In this sense, the abolishment of anthropocentrism can only be fictitious, while a side effect of posthumanism might as well be the reinvention of the human. The source of the trouble is the binary opposition between the human and the nonhuman, which we tend to create without reflecting on its dialectical character. But the role of negation is principal here: it mediates between the two, between the one who I am, and the other that I am not. As I do not believe in the otherness of the other, I call for the disavowal of the logic of identity according to which there are “we” and “them,” and these “we” have to decide something about “them.” This logic of identity implies the position of power, the best example being the migration politics. If I recognize a binary, I do not try to pretend that it does not exist. Instead, I take the other side: I don’t see myself as a human being facing the animal other. Once taken seriously, this formula is helpful against the traps not only of anthropocentrism, but also of identity dogmatism.

To illustrate how the logic of subjection versus the logic of exclusion functions, you introduce us to the Aristotelian horse, an academic animal who commits the sin of inbreeding and consequently throws itself down the cliffs as punishment. Through this self-annihilation, Oedipus the Horse wages a war against its own being in the same way humanity wages a war against animality. (Some might even argue that humanity itself is a form of war against animality.) What is the meaning of such a gesture, given the fact that human beings are the only measure of order?

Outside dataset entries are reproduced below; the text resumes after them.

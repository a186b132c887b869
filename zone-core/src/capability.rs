//! Capability contract (SPEC_FULL.md §C.1): spec.md references named
//! capabilities (`cmd_go`, `see priv freq`, `bypass-lock`,
//! `exclude-population`, ...) throughout §4.5-§4.8 without specifying
//! their storage. This module supplies the trait those checks run
//! against plus a config-group-membership-backed default, the ordinary
//! shape an ASSS-derived server uses ("the auth adapter also grants
//! capabilities").

use crate::arena::ArenaId;
use crate::player::PlayerId;
use std::collections::{HashMap, HashSet};
use std::sync::RwLock;

pub const CAP_CMD_GO: &str = "cmd_go";
pub const CAP_SEE_PRIV_FREQ: &str = "seepriv";
pub const CAP_BYPASS_LOCK: &str = "bypasslock";
pub const CAP_EXCLUDE_POPULATION: &str = "excludepopulation";

/// Queried by player and (optionally) arena — a capability may be scoped
/// zone-wide or granted only while the player sits in a particular arena,
/// mirroring the per-arena `Config` handle hierarchy fallback of spec.md §3.
pub trait CapabilityManager: Send + Sync {
    fn has_capability(&self, player: PlayerId, arena: Option<ArenaId>, capability: &str) -> bool;
}

/// Static in-memory capability groups, loaded once from a TOML table
/// mapping a group name to a capability list, plus a player -> group
/// membership table. Good enough to run standalone; a deployment backed
/// by the real auth/billing integration can replace this wholesale since
/// it is only reachable through the `CapabilityManager` trait.
#[derive(Default)]
pub struct GroupCapabilityManager {
    groups: HashMap<String, HashSet<String>>,
    membership: RwLock<HashMap<PlayerId, String>>,
    default_group: String,
}

impl GroupCapabilityManager {
    pub fn new(groups: HashMap<String, HashSet<String>>, default_group: impl Into<String>) -> Self {
        GroupCapabilityManager {
            groups,
            membership: RwLock::new(HashMap::new()),
            default_group: default_group.into(),
        }
    }

    pub fn set_group(&self, player: PlayerId, group: impl Into<String>) {
        self.membership.write().unwrap().insert(player, group.into());
    }

    pub fn clear(&self, player: PlayerId) {
        self.membership.write().unwrap().remove(&player);
    }

    fn group_of(&self, player: PlayerId) -> String {
        self.membership
            .read()
            .unwrap()
            .get(&player)
            .cloned()
            .unwrap_or_else(|| self.default_group.clone())
    }
}

impl CapabilityManager for GroupCapabilityManager {
    /// Arena-scoping is accepted for trait-object uniformity but this
    /// default implementation only has zone-wide groups; a deployment
    /// wanting per-arena overrides supplies its own `CapabilityManager`.
    fn has_capability(&self, player: PlayerId, _arena: Option<ArenaId>, capability: &str) -> bool {
        let group = self.group_of(player);
        self.groups.get(&group).map(|caps| caps.contains(capability)).unwrap_or(false)
    }
}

Among questions about what the animal can or cannot do, there is one still without answer: do animals commit suicide? Positivist scientists tend to reply that they don’t; and all animal gestures reminiscent of suicide can be explained by their instinctive behaviors that eventually cause their death. For instance, the mystery of Overtoun Bridge in Scotland, from which dogs leapt, was unraveled when it turned out there were mice and mink burrows under the bridge, so the dogs were leaping there attracted by the smell of the rodents’ urine. Scientists say that animals behave naturally, while suicide is not a natural behavior. Therefore they do not actually commit suicide, except for the cases when they do self-destruct as a result of mental disorder caused by their close proximity to humans, zoo captivity, et cetera. According to this scientific point of view, interpreting certain gestures of animals as suicidal means romanticizing and humanizing them, projecting on them our own fantasies. But what is even more anthropocentric is the scholarly verdict that animals, unlike humans, do not die of their own accord, meaning they are not able to negate themselves as living beings. I like your metaphor of warfare, of humanity as leading the war against the animal, and of the Aristotelian horse who, in this particular war, takes the side of the human. What my book tries to argue is that this negative gesture is intrinsically animal. It is the animal within us that breaks the circle of natural and immediate existence. The animal way of being is negative, and we all share it with other species. By this, I do not intend to argue against natural sciences and claim that nonhuman animals do commit suicide the same way humans do for whatever romantic reasons. What I want to say is that the line between the human and the animal passes through this very creature, be it Oedipus the King or Oedipus the Horse. The negation starts from the animal that in the Oedipal situation (or any exceptional situation) takes the side of the human and attacks the animal that it is. Even if, according to the laws of nature, horses do not kill themselves, there will be at least one that does. This gesture is excessive, it cannot be measured in a positive way, therefore neither science nor law can deal with it — but art and literature can.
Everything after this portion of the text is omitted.